They’re changes in the sense that they’re new obstacles for the player to face so that returning veterans to the series will be left with some new surprises and challenges to overcome, all without overriding the course of events that will still play out basically as they did in 2008. The characterization of some of the story’s players have been changed though the places they end up in will be retained. I can’t give any hints as to who changed and why because that is something I would like left for you to discover. One change actually improves a really annoying sequence from the original that can be best described as a turret section from a flash game and is made into a new, less frustrating yet still strenuous challenge that gives you things to focus on rather than “shoot enough X fast enough to win”.

I wasn’t thinking this was going to happen a mere year ago, let alone when the remake was announced, but Dead Space has re-emerged as one of the preeminent interactive horror experiences out there. Now, the mostly uncontested Resident Evil series has some competition, let alone in the Remake department. I don’t know how far that matter of re-imagining old titles will go and if it will indeed go too far. While people seem pretty OK now with Dead Spaces 2 and 3 being given another moment in the spotlight and RE4’s return is awaited with at worst cautious optimism, what will be next? Will the either hated or polarizing Resident Evils 5 and 6 also be given this treatment? Can Dead Space 3 be made or rethought into a better game? Will truly unneeded Remakes emerge and make us regret we had ever encouraged this from developers and publishers?

I don’t know, but for now, by and large Resident Evil and Dead Space looking back at the past are horrifying us in all the right ways.

Ant-Man and the Wasp: Quantumania (some implied spoilers, take heed.)

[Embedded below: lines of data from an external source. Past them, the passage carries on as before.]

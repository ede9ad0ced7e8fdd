//! Package builders shared by the integration tests.

#![allow(dead_code)]

use std::fs;
use std::io::{Cursor, Read, Write};
use std::path::{Path, PathBuf};

use zip::write::SimpleFileOptions;
use zip::{ZipArchive, ZipWriter};

pub const W_NS: &str = "http://schemas.openxmlformats.org/wordprocessingml/2006/main";

const PACKAGE_RELS: &str = r#"<?xml version="1.0" encoding="UTF-8" standalone="yes"?>
<Relationships xmlns="http://schemas.openxmlformats.org/package/2006/relationships"><Relationship Id="rId1" Type="http://schemas.openxmlformats.org/officeDocument/2006/relationships/officeDocument" Target="{main}"/></Relationships>"#;

fn zip_parts(parts: &[(&str, String)]) -> Vec<u8> {
    let mut zip = ZipWriter::new(Cursor::new(Vec::new()));
    let options = SimpleFileOptions::default();
    for (name, content) in parts {
        zip.start_file(*name, options).unwrap();
        zip.write_all(content.as_bytes()).unwrap();
    }
    zip.finish().unwrap().into_inner()
}

/// settings.xml holding the given docVars.
pub fn settings_xml(vars: &[(&str, &str)]) -> String {
    let mut xml = format!(
        r#"<?xml version="1.0" encoding="UTF-8" standalone="yes"?><w:settings xmlns:w="{}"><w:zoom w:percent="100"/><w:docVars>"#,
        W_NS
    );
    for (name, value) in vars {
        xml.push_str(&format!(r#"<w:docVar w:name="{}" w:val="{}"/>"#, name, value));
    }
    xml.push_str("</w:docVars></w:settings>");
    xml
}

/// document.xml with a heading, then one complex DOCVARIABLE field per
/// `(name, shown)` pair.
pub fn document_xml(fields: &[(&str, &str)]) -> String {
    let mut xml = format!(
        r#"<?xml version="1.0" encoding="UTF-8" standalone="yes"?><w:document xmlns:w="{}"><w:body><w:p><w:r><w:t>Report</w:t></w:r></w:p>"#,
        W_NS
    );
    for (name, shown) in fields {
        xml.push_str(&format!(
            r#"<w:p><w:r><w:t xml:space="preserve">{} is </w:t></w:r><w:r><w:fldChar w:fldCharType="begin"/></w:r><w:r><w:instrText xml:space="preserve"> DOCVARIABLE {} \* MERGEFORMAT </w:instrText></w:r><w:r><w:fldChar w:fldCharType="separate"/></w:r><w:r><w:t>{}</w:t></w:r><w:r><w:fldChar w:fldCharType="end"/></w:r></w:p>"#,
            name, name, shown
        ));
    }
    xml.push_str("<w:sectPr/></w:body></w:document>");
    xml
}

/// A .docx package with the given settings and document parts.
pub fn build_docx(settings: &str, document: &str) -> Vec<u8> {
    zip_parts(&[
        (
            "[Content_Types].xml",
            r#"<?xml version="1.0" encoding="UTF-8" standalone="yes"?><Types xmlns="http://schemas.openxmlformats.org/package/2006/content-types"><Default Extension="rels" ContentType="application/vnd.openxmlformats-package.relationships+xml"/><Default Extension="xml" ContentType="application/xml"/><Override PartName="/word/document.xml" ContentType="application/vnd.openxmlformats-officedocument.wordprocessingml.document.main+xml"/><Override PartName="/word/settings.xml" ContentType="application/vnd.openxmlformats-officedocument.wordprocessingml.settings+xml"/></Types>"#.to_string(),
        ),
        ("_rels/.rels", PACKAGE_RELS.replace("{main}", "word/document.xml")),
        ("word/document.xml", document.to_string()),
        ("word/settings.xml", settings.to_string()),
        (
            "word/styles.xml",
            format!(r#"<?xml version="1.0" encoding="UTF-8" standalone="yes"?><w:styles xmlns:w="{}"/>"#, W_NS),
        ),
    ])
}

/// Write a .docx whose definitions and displayed values agree.
pub fn write_docx(dir: &Path, file: &str, vars: &[(&str, &str)]) -> PathBuf {
    let path = dir.join(file);
    fs::write(&path, build_docx(&settings_xml(vars), &document_xml(vars))).unwrap();
    path
}

/// A workbook with one sheet per `(name, sheetData rows)` pair.
pub fn build_xlsx(sheets: &[(&str, &str)]) -> Vec<u8> {
    let names: Vec<String> = (1..=sheets.len()).map(|i| format!("xl/worksheets/sheet{}.xml", i)).collect();
    let mut parts = vec![
        (
            "[Content_Types].xml",
            r#"<?xml version="1.0" encoding="UTF-8" standalone="yes"?><Types xmlns="http://schemas.openxmlformats.org/package/2006/content-types"><Default Extension="rels" ContentType="application/vnd.openxmlformats-package.relationships+xml"/><Default Extension="xml" ContentType="application/xml"/><Override PartName="/xl/workbook.xml" ContentType="application/vnd.openxmlformats-officedocument.spreadsheetml.sheet.main+xml"/></Types>"#.to_string(),
        ),
        ("_rels/.rels", PACKAGE_RELS.replace("{main}", "xl/workbook.xml")),
    ];

    let mut workbook = String::from(r#"<workbook xmlns="http://schemas.openxmlformats.org/spreadsheetml/2006/main" xmlns:r="http://schemas.openxmlformats.org/officeDocument/2006/relationships"><sheets>"#);
    let mut rels = String::from(r#"<Relationships xmlns="http://schemas.openxmlformats.org/package/2006/relationships">"#);
    for (i, (name, _)) in sheets.iter().enumerate() {
        workbook.push_str(&format!(r#"<sheet name="{}" sheetId="{}" r:id="rId{}"/>"#, name, i + 1, i + 1));
        rels.push_str(&format!(r#"<Relationship Id="rId{}" Type="http://schemas.openxmlformats.org/officeDocument/2006/relationships/worksheet" Target="worksheets/sheet{}.xml"/>"#, i + 1, i + 1));
    }
    workbook.push_str("</sheets></workbook>");
    rels.push_str("</Relationships>");
    parts.push(("xl/workbook.xml", workbook));
    parts.push(("xl/_rels/workbook.xml.rels", rels));
    for ((_, rows), part) in sheets.iter().zip(&names) {
        parts.push((
            part.as_str(),
            format!(r#"<worksheet xmlns="http://schemas.openxmlformats.org/spreadsheetml/2006/main"><sheetData>{}</sheetData></worksheet>"#, rows),
        ));
    }
    zip_parts(&parts)
}

/// Inline-string cell.
pub fn text_cell(r: &str, text: &str) -> String {
    format!(r#"<c r="{}" t="inlineStr"><is><t>{}</t></is></c>"#, r, text)
}

/// Numeric cell.
pub fn num_cell(r: &str, value: &str) -> String {
    format!(r#"<c r="{}"><v>{}</v></c>"#, r, value)
}

/// Every entry of a package, by name.
pub fn read_entries(path: &Path) -> Vec<(String, Vec<u8>)> {
    let mut archive = ZipArchive::new(Cursor::new(fs::read(path).unwrap())).unwrap();
    let mut entries = Vec::new();
    for i in 0..archive.len() {
        let mut file = archive.by_index(i).unwrap();
        let mut data = Vec::new();
        file.read_to_end(&mut data).unwrap();
        entries.push((file.name().to_string(), data));
    }
    entries.sort();
    entries
}

/// One entry of a package as text.
pub fn read_entry(path: &Path, name: &str) -> String {
    let entries = read_entries(path);
    let (_, data) = entries.into_iter().find(|(n, _)| n == name).unwrap();
    String::from_utf8(data).unwrap()
}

Image by Hollywood Reporter (Kang isn’t what Scott should be worrying about. What people think of his cinematic universe now should.)

I would like to start off this discussion of the 31st MCU movie by staying that it’s title is pretty much a misnomer. Rather than Ant-Man and the Wasp: Quantumania, it should be called Ant-Man: Quantumania, Ant-Man and Kang: Quantumania or Ant-Man v Kang: Dawn of Secret Wars. One thing that should clue you in to how unwieldy at best this beginning to Phase 5 is that one of the titular characters of the movie is an afterthought in terms of character arc and overall role in this movie.

Sure, by the third act, Evangeline Lily’s Hope van Dyne ala The Wasp is contributing to fighting not so much Kang the Conqueror but a Kang the Conqueror though I suppose that distinction is essentially, purposefully irrelevant. But that can’t make up for the fact that what was the first titular female hero in the MCU lineup feels like supporting rather than lead character. You could technically argue that a Wasp, the first one: Janet van Dyne (Michelle Pfeiffer) plays a significant role but that can’t make up for this disorderly use of characters, especially as we grow increasingly restless of Marvel being disorderly when that is the thing we are craving almost more than anything from Marvel Studios not to be.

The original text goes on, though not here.